→ **What is expected**: Write out exactly the lines from the first line of the records below through the line that contains "let (commands, rx) = channel();", and stop there.

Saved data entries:
• • •
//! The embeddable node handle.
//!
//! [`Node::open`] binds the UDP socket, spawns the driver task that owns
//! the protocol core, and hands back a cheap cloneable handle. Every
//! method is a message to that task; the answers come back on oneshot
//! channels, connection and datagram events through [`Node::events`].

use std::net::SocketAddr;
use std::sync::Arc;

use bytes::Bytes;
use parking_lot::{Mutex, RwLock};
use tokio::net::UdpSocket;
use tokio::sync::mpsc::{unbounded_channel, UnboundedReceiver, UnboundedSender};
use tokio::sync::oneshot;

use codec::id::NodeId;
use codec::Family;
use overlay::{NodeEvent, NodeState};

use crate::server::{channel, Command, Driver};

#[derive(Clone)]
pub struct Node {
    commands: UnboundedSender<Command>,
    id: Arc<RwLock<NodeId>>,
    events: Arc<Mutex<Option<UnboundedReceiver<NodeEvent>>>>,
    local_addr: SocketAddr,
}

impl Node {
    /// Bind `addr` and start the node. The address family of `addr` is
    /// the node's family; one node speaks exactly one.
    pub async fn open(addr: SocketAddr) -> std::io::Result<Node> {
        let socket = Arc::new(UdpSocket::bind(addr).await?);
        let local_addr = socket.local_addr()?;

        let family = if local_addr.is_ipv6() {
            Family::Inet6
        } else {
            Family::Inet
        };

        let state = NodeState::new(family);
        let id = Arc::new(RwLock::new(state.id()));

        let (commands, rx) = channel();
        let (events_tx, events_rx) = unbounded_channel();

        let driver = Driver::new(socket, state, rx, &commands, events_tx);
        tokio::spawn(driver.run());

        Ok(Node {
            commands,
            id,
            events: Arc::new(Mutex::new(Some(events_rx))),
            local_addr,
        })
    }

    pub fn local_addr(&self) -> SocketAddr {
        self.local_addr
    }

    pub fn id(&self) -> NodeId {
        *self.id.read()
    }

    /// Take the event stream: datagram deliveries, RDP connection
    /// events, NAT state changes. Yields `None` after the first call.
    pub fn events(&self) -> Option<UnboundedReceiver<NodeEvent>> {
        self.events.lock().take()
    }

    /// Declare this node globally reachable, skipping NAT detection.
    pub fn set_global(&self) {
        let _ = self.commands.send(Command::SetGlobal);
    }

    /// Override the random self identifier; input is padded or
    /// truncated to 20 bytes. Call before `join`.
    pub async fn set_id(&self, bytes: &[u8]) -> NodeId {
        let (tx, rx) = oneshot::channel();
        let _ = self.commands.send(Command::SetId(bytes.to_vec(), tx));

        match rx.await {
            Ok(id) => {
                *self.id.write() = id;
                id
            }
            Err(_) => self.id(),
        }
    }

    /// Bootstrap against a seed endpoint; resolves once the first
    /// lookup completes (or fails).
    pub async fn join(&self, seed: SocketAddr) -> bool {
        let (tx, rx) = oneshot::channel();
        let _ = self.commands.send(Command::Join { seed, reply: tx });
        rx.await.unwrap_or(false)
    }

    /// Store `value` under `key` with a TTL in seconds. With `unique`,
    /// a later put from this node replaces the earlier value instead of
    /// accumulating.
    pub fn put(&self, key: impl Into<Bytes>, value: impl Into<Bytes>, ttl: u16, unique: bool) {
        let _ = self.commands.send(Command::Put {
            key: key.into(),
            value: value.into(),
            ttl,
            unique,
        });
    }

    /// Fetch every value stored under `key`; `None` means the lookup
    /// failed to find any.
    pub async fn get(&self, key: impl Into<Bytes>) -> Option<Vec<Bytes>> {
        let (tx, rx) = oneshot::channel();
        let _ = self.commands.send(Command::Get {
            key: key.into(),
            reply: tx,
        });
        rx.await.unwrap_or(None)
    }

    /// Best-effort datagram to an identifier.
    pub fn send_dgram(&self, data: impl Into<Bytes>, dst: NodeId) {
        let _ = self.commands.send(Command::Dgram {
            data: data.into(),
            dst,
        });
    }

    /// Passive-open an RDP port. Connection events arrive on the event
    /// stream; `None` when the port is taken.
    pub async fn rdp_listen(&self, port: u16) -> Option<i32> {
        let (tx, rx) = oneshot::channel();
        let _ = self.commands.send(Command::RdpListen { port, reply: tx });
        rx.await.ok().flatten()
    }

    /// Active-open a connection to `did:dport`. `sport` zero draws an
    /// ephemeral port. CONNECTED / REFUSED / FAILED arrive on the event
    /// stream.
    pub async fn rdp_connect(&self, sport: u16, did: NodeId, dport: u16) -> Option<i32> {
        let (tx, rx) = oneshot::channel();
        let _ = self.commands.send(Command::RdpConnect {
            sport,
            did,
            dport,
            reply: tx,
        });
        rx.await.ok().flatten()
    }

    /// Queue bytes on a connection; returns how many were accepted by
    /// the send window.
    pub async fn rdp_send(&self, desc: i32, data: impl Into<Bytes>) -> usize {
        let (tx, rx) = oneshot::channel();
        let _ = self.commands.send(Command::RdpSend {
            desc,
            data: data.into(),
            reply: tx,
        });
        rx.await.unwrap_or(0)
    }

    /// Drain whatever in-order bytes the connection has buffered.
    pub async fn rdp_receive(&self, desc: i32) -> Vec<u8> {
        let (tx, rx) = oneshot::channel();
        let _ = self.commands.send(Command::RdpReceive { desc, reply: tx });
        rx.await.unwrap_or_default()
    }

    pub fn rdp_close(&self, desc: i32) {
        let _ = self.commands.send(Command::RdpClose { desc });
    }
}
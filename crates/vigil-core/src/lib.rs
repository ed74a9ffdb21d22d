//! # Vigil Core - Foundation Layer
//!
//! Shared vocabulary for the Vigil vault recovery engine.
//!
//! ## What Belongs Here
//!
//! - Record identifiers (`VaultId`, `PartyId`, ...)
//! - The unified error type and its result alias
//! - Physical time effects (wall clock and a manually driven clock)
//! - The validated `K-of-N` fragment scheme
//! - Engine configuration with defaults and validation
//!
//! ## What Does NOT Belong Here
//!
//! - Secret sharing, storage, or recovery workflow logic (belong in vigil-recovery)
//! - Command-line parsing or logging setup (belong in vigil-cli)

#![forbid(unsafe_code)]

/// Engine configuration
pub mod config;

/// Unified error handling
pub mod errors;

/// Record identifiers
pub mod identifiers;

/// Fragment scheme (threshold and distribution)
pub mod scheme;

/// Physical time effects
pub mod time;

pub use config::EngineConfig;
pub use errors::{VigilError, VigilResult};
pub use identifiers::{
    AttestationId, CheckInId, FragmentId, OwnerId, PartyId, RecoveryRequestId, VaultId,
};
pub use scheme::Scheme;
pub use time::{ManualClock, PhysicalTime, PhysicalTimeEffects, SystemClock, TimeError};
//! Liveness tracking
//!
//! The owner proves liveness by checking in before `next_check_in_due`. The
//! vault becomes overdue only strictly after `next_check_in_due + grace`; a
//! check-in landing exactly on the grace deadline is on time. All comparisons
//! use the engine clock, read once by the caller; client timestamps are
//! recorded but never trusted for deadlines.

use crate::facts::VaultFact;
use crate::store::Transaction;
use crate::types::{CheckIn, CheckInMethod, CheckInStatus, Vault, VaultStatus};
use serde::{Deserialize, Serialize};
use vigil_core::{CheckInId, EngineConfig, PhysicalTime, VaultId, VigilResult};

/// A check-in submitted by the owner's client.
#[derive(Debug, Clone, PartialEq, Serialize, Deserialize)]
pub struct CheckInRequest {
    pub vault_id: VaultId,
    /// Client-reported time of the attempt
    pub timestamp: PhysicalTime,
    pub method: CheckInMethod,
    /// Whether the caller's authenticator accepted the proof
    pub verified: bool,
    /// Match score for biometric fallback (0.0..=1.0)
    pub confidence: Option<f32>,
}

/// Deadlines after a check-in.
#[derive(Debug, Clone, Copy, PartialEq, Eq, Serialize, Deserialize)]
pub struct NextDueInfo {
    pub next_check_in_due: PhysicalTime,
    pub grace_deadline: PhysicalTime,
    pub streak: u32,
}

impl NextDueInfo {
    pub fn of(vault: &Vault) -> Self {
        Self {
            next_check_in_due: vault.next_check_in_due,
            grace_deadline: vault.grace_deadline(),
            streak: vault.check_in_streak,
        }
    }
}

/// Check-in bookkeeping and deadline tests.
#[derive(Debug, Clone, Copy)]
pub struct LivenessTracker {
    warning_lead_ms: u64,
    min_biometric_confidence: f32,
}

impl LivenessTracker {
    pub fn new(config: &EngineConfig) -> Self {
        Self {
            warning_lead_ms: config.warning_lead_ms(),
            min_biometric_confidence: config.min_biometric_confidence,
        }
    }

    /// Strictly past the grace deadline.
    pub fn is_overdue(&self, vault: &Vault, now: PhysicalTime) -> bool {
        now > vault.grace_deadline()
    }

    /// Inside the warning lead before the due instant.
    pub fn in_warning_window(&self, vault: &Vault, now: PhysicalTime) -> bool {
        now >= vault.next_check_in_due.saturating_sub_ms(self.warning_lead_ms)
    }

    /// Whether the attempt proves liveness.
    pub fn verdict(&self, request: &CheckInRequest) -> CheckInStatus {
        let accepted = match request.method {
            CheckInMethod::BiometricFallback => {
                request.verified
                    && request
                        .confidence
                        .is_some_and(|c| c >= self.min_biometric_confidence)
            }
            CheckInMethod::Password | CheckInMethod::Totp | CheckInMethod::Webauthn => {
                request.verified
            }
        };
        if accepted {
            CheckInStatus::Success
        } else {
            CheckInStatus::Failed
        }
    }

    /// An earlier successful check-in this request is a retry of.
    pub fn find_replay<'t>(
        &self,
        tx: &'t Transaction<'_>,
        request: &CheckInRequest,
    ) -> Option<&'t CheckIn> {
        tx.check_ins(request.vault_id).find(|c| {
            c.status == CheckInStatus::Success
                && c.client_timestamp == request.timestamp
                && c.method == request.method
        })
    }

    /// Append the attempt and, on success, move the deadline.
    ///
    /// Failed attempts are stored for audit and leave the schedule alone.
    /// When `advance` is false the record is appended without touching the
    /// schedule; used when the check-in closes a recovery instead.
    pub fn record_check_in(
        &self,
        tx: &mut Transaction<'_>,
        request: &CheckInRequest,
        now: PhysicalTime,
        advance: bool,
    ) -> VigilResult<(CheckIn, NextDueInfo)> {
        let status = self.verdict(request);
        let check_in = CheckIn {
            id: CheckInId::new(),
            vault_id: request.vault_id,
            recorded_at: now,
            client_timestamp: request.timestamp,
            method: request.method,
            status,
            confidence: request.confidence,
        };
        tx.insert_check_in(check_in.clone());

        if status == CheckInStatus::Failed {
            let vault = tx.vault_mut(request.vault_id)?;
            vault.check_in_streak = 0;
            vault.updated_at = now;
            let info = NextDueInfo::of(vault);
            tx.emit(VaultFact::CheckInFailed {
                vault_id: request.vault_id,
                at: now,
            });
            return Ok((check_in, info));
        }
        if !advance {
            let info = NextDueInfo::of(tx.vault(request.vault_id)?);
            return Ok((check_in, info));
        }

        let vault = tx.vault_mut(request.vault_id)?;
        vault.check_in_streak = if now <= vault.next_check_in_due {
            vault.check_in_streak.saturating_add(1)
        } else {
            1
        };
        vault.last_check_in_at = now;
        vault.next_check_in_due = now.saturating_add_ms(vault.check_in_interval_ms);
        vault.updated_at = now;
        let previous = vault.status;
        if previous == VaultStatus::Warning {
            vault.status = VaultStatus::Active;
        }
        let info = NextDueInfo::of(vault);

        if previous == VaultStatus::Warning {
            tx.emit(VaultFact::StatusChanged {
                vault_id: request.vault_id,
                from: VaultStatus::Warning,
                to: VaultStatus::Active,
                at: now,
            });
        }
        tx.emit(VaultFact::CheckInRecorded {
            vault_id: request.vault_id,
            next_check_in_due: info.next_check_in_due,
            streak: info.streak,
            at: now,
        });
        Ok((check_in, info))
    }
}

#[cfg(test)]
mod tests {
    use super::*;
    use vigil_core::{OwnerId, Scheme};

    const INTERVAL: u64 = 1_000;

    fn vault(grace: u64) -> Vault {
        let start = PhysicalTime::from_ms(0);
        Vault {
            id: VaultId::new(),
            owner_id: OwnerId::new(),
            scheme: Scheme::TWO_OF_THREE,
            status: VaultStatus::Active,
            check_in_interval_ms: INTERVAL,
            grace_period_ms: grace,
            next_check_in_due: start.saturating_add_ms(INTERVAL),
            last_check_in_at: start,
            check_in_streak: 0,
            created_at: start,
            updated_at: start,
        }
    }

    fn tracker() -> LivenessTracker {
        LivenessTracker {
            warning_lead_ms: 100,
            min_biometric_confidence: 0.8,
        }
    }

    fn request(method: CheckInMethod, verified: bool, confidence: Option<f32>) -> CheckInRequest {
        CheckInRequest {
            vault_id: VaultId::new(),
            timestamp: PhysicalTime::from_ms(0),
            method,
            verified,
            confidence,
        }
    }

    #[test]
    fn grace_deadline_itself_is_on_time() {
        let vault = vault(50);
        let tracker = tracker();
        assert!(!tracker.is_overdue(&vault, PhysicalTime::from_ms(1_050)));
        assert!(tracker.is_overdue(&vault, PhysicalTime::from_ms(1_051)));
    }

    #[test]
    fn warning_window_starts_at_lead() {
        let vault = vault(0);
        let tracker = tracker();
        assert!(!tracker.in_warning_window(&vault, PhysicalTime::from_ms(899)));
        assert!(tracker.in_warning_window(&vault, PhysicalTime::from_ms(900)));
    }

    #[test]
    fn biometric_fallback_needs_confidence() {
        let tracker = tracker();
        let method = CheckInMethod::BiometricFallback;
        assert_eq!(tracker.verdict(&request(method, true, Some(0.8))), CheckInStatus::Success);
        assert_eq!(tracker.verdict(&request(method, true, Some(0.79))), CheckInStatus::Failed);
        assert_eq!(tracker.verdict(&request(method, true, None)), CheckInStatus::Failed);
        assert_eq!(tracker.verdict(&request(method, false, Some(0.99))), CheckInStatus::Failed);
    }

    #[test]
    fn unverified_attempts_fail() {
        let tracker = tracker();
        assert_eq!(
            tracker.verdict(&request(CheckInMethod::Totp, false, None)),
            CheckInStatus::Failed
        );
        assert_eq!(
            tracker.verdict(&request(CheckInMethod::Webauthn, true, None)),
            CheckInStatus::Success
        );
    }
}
• • •
→ **Task solution**:
//! The embeddable node handle.
//!
//! [`Node::open`] binds the UDP socket, spawns the driver task that owns
//! the protocol core, and hands back a cheap cloneable handle. Every
//! method is a message to that task; the answers come back on oneshot
//! channels, connection and datagram events through [`Node::events`].

use std::net::SocketAddr;
use std::sync::Arc;

use bytes::Bytes;
use parking_lot::{Mutex, RwLock};
use tokio::net::UdpSocket;
use tokio::sync::mpsc::{unbounded_channel, UnboundedReceiver, UnboundedSender};
use tokio::sync::oneshot;

use codec::id::NodeId;
use codec::Family;
use overlay::{NodeEvent, NodeState};

use crate::server::{channel, Command, Driver};

#[derive(Clone)]
pub struct Node {
    commands: UnboundedSender<Command>,
    id: Arc<RwLock<NodeId>>,
    events: Arc<Mutex<Option<UnboundedReceiver<NodeEvent>>>>,
    local_addr: SocketAddr,
}

impl Node {
    /// Bind `addr` and start the node. The address family of `addr` is
    /// the node's family; one node speaks exactly one.
    pub async fn open(addr: SocketAddr) -> std::io::Result<Node> {
        let socket = Arc::new(UdpSocket::bind(addr).await?);
        let local_addr = socket.local_addr()?;

        let family = if local_addr.is_ipv6() {
            Family::Inet6
        } else {
            Family::Inet
        };

        let state = NodeState::new(family);
        let id = Arc::new(RwLock::new(state.id()));

        let (commands, rx) = channel();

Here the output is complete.